国际支付卡组织万事达 (MasterCard) 日前已修复其域名服务器设置中的明显错误,这项错误使得任何人都可以注册拼写错误的域名来拦截或转移万事达的网络流量。这项错误的持续时间长达 5 年,自 2020 年 6 月 30 日起到 2025 年 1 月 14 日结束,关键问题在于万事达的工程师在进行配置时不慎将 akam.net 写成 akam.ne。
NE 域名是非洲国家尼日尔的国别顶级域名 (ccTLD),研究人员发现这个错误后自费 300 美元从尼日尔注册了这个这个域名,随后就可以收到万事达转移的流量。

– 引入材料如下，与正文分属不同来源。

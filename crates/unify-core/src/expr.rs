//! The compiled expression ADT: `Expr`, `Decl`, `Elem`,
//! `Yielder`.
//!
//! Per the spec's design notes, node categories overlap (an `Expr` can also
//! be a `Resolver`; a `Decl` can also be a `Yielder`) — rather than modeling
//! that with trait objects or inheritance, this is one tagged union per
//! category plus small total predicate functions (`is_resolver`,
//! `is_yielder`, ...) that classify a node by its tag. Nodes share
//! structure through `Rc`, matching the design notes' "sharing is by
//! reference count" option for read-only, compile-time-fixed ADT nodes
//! (as opposed to `Vertex`, which needs arena indices because it is
//! mutated and graph-shaped at evaluation time).

use std::rc::Rc;

use crate::feature::Feature;
use crate::kind::Kind;
use crate::value::{BuiltinRef, Value};

#[derive(Clone, Copy, PartialEq, Eq, Debug)]
pub enum BinaryOp {
    Unify, // &
    Disjoin, // | (only used to mark a raw parse-level `|`; compiled disjunctions use `Expr::Disjunction`)
    Eq,
    Neq,
    Lt,
    Le,
    Gt,
    Ge,
    And,
    Or,
    Matches,
    NotMatches,
    Add,
    Sub,
    Mul,
    Div,
    IntDiv,
    IntMod,
    IntQuo,
    IntRem,
}

#[derive(Clone, Copy, PartialEq, Eq, Debug)]
pub enum UnaryOp {
    Neg,
    Not,
    Plus,
}

/// One branch of a compiled disjunction, with its explicit-default mark
/// ("alternatives with explicit default marks").
#[derive(Clone, Debug)]
pub struct DisjunctTerm {
    pub expr: Rc<Expr>,
    pub is_default: bool,
}

#[derive(Clone, Debug)]
pub enum InterpPart {
    Str(String),
    Expr(Rc<Expr>),
}

/// A field-set pattern matcher used by `BulkOptionalField`.
#[derive(Clone, Debug)]
pub enum Matcher {
    /// `[X]: ...` against `X` resolving to an exact label.
    Label(Feature),
    /// `[string]: ...` / `[int]: ...`: kind match.
    Kind(Kind),
    /// `[X= =~"pat"]: ...`: predicate-value match.
    Validator(Rc<Expr>),
    /// `[X]: ...` where `X` is itself a computed expression, not a
    /// constant label or basic kind.
    Dynamic(Rc<Expr>),
}

#[derive(Clone, Debug)]
pub struct StructLit {
    pub decls: Vec<Decl>,
    /// Whether this literal closes its fields: the current vertex is
    /// itself a definition, or the literal embeds one by reference. Set by
    /// the compiler; a plain `{...}` with neither stays open even without
    /// an explicit `...` decl.
    pub is_definition: bool,
}

#[derive(Clone, Debug)]
pub struct ListLit {
    pub elems: Vec<Elem>,
}

/// `Elem` category: a list literal element.
#[derive(Clone, Debug)]
pub enum Elem {
    Expr(Rc<Expr>),
    /// `...` or `...T`: an open-ended tail, optionally typed.
    Ellipsis(Option<Rc<Expr>>),
    Comprehension(Rc<Yielder>),
}

/// The terminal of a `Yielder` chain (`ValueClause{StructLit}`, plus
/// the list-comprehension analogue of yielding one element per iteration).
#[derive(Clone, Debug)]
pub enum ComprehensionBody {
    Struct(Rc<StructLit>),
    Elem(Rc<Expr>),
}

/// The comprehension clause chain: `ForClause{Key,Value,Source,Dst}`,
/// `IfClause{Condition,Dst}`, `LetClause{Label,Expr,Dst}`, terminating in
/// `ValueClause` (here `Yielder::Value`).
#[derive(Clone, Debug)]
pub enum Yielder {
    For {
        key: Option<Feature>,
        value: Feature,
        source: Rc<Expr>,
        dst: Rc<Yielder>,
    },
    If {
        condition: Rc<Expr>,
        dst: Rc<Yielder>,
    },
    Let {
        label: Feature,
        expr: Rc<Expr>,
        dst: Rc<Yielder>,
    },
    Value(ComprehensionBody),
}

impl Yielder {
    /// ordering: "`if`-chains expand before `for`-chains in a single
    /// iteration". `rank` lets the driver sort pending clause heads by this
    /// rule without a second pass.
    pub fn expansion_rank(&self) -> u8 {
        match self {
            Yielder::If { .. } => 0,
            Yielder::Let { .. } => 0,
            Yielder::For { .. } => 1,
            Yielder::Value(_) => 2,
        }
    }
}

/// `Decl` category: one entry of a compiled struct literal.
#[derive(Clone, Debug)]
pub enum Decl {
    Field { label: Feature, value: Rc<Expr> },
    OptionalField { label: Feature, value: Rc<Expr> },
    BulkOptionalField { matcher: Matcher, value: Rc<Expr> },
    DynamicField { label_expr: Rc<Expr>, value: Rc<Expr> },
    /// `...` or `...T`: an additional-property slot for any label matched
    /// by neither a declared field nor a bulk-optional matcher.
    Ellipsis(Option<Rc<Expr>>),
    Embed(Rc<Expr>),
    LetClause { label: Feature, expr: Rc<Expr> },
    /// A `for`/`if` comprehension embedded as a struct member; its
    /// terminal is always `ComprehensionBody::Struct`.
    Comprehension(Rc<Yielder>),
}

impl Decl {
    pub fn is_yielder(&self) -> bool {
        matches!(self, Decl::Comprehension(_) | Decl::LetClause { .. })
    }

    pub fn is_field_like(&self) -> bool {
        matches!(
            self,
            Decl::Field { .. } | Decl::OptionalField { .. } | Decl::DynamicField { .. }
        )
    }
}

/// The ADT expression tree. Every identifier the compiler could
/// not fold into a predeclared `Value` becomes one of the
/// `*Reference`/`ImportReference` resolver variants.
#[derive(Clone, Debug)]
pub enum Expr {
    Value(Value),
    Binary {
        op: BinaryOp,
        lhs: Rc<Expr>,
        rhs: Rc<Expr>,
    },
    Unary {
        op: UnaryOp,
        operand: Rc<Expr>,
    },
    StructLit(Rc<StructLit>),
    ListLit(Rc<ListLit>),
    Disjunction(Vec<DisjunctTerm>),
    Interpolation(Vec<InterpPart>),
    Call {
        builtin: BuiltinRef,
        args: Vec<Rc<Expr>>,
    },
    /// A comprehension used directly in expression position (uncommon, but
    /// the ADT must represent it since `Yielder`s can terminate in a bare
    /// element as well as a struct).
    Comprehension(Rc<Yielder>),

    /// resolves by walking `up_count` `Environment` links then
    /// looking up `label` on the resulting vertex.
    FieldReference { up_count: u32, label: Feature },
    /// Resolves to the *label* of the enclosing pattern binding
    /// (`[X=pattern]: ...`), not its value.
    LabelReference { up_count: u32 },
    /// Resolves to a cached `let`/alias expression, evaluated in the
    /// environment where the `let` was declared.
    LetReference { up_count: u32, target: Rc<Expr> },
    /// A bulk-pattern binding (`[X=pattern]: ...`) referenced from the
    /// pattern's value expression.
    DynamicReference { up_count: u32, label_expr: Rc<Expr> },
    /// Resolves via the external `ImportResolver`.
    ImportReference { path: String },
}

impl Expr {
    pub fn value(v: Value) -> Rc<Expr> {
        Rc::new(Expr::Value(v))
    }

    /// Whether this node is one of the `Resolver` capability's variants
    /// ("Resolver(env, resolver) -> (Vertex | error)").
    pub fn is_resolver(&self) -> bool {
        matches!(
            self,
            Expr::FieldReference { .. }
                | Expr::LabelReference { .. }
                | Expr::LetReference { .. }
                | Expr::DynamicReference { .. }
                | Expr::ImportReference { .. }
        )
    }

    pub fn is_struct_lit(&self) -> bool {
        matches!(self, Expr::StructLit(_))
    }

    pub fn is_list_lit(&self) -> bool {
        matches!(self, Expr::ListLit(_))
    }

    pub fn is_disjunction(&self) -> bool {
        matches!(self, Expr::Disjunction(_))
    }

    /// `&`-combined binary expression (step 2: "BinaryExpr with `&`
    /// recurses on both sides with the same closeID").
    pub fn as_unify(&self) -> Option<(&Rc<Expr>, &Rc<Expr>)> {
        match self {
            Expr::Binary {
                op: BinaryOp::Unify,
                lhs,
                rhs,
            } => Some((lhs, rhs)),
            _ => None,
        }
    }
}

#[cfg(test)]
mod tests {
    use super::*;

    #[test]
    fn resolver_predicate_covers_all_reference_kinds() {
        let field = Expr::FieldReference {
            up_count: 0,
            label: Feature::INVALID,
        };
        let label = Expr::LabelReference { up_count: 0 };
        let import = Expr::ImportReference {
            path: "pkg".into(),
        };
        assert!(field.is_resolver());
        assert!(label.is_resolver());
        assert!(import.is_resolver());
        assert!(!Expr::Value(Value::Null).is_resolver());
    }

    #[test]
    fn yielder_expansion_rank_orders_if_before_for() {
        let terminal = Rc::new(Yielder::Value(ComprehensionBody::Elem(Expr::value(
            Value::Null,
        ))));
        let iff = Yielder::If {
            condition: Expr::value(Value::Bool(true)),
            dst: terminal.clone(),
        };
        let forr = Yielder::For {
            key: None,
            value: Feature::INVALID,
            source: Expr::value(Value::Null),
            dst: terminal,
        };
        assert!(iff.expansion_rank() < forr.expansion_rank());
    }

    #[test]
    fn decl_comprehension_and_let_are_yielders() {
        let terminal = Rc::new(Yielder::Value(ComprehensionBody::Struct(Rc::new(
            StructLit { decls: vec![], is_definition: false },
        ))));
        let d = Decl::Comprehension(terminal);
        assert!(d.is_yielder());
        let l = Decl::LetClause {
            label: Feature::INVALID,
            expr: Expr::value(Value::Null),
        };
        assert!(l.is_yielder());
        assert!(!Decl::Ellipsis(None).is_yielder());
    }
}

万事达的官方域名 MasterCard.com 依赖于互联网基础设施服务提供商 Akamai 的 5 组 DNS 服务器,其中 akam.net 就是其中 1 个,而万事达工程师将其拼成了 akam.me。
理论上说 5 组服务器应当是轮询解析流量,不过实际上 DNS 服务器通常为第一组提供主要流量解析,后面的几组作为备份使用,即便其中一个有问题也没关系,会自动切换成其他 DNS 来解析。
万事达将其 DNS 配置的一组设置为 akam.ne 后没有对实际业务造成影响,原因就是这个域名之前是无效的因此不会参与实际解析,直到研究人员注册了这个域名。
在研究人员注册这个域名后,还是理论上说,研究人员可以将该域名注册为 DNS 服务器,然后将 MasterCard.com 指向自己的服务器 IP 地址,接下来能够执行的恶意操作就挺多的了,例如为该域名申请 TLS 证书进行劫持。
比较搞笑的是出现这种低级错误的绝对不只是万事达,因为研究人员也确实将 akam.ne 注册为 DNS 服务器,随后每天收到 10 万 + DNS 请求,这意味着还有大量企业在使用 Akamai 服务时出现把 DNS 服务器域名拼错的低级错误。
鉴于域名已经被研究人员注册所以也不会出现太大问题,于是研究人员在自己的 LinkedIn 上公布了这个错误,万事达很快承认错误并进行修复,强调该问题没有造成任何影响。
但研究人员未通过先公布的做法引起了万事达的不满,万事达通过第三方漏洞研究与奖励平台 Bugcrowd 向研究人员发送消息,Bugcrowd 指出研究人员的做法不符合道德安全做法,同时转达了万事达希望删帖的请求。
最后发现该问题的研究人员是网络安全公司 Seralys 创始人 Philippe Caturegli,Philippe Caturegli 也提醒各位不要忽视风险、不要效仿万事达,也不要让你的营销团队处理安全披露问题。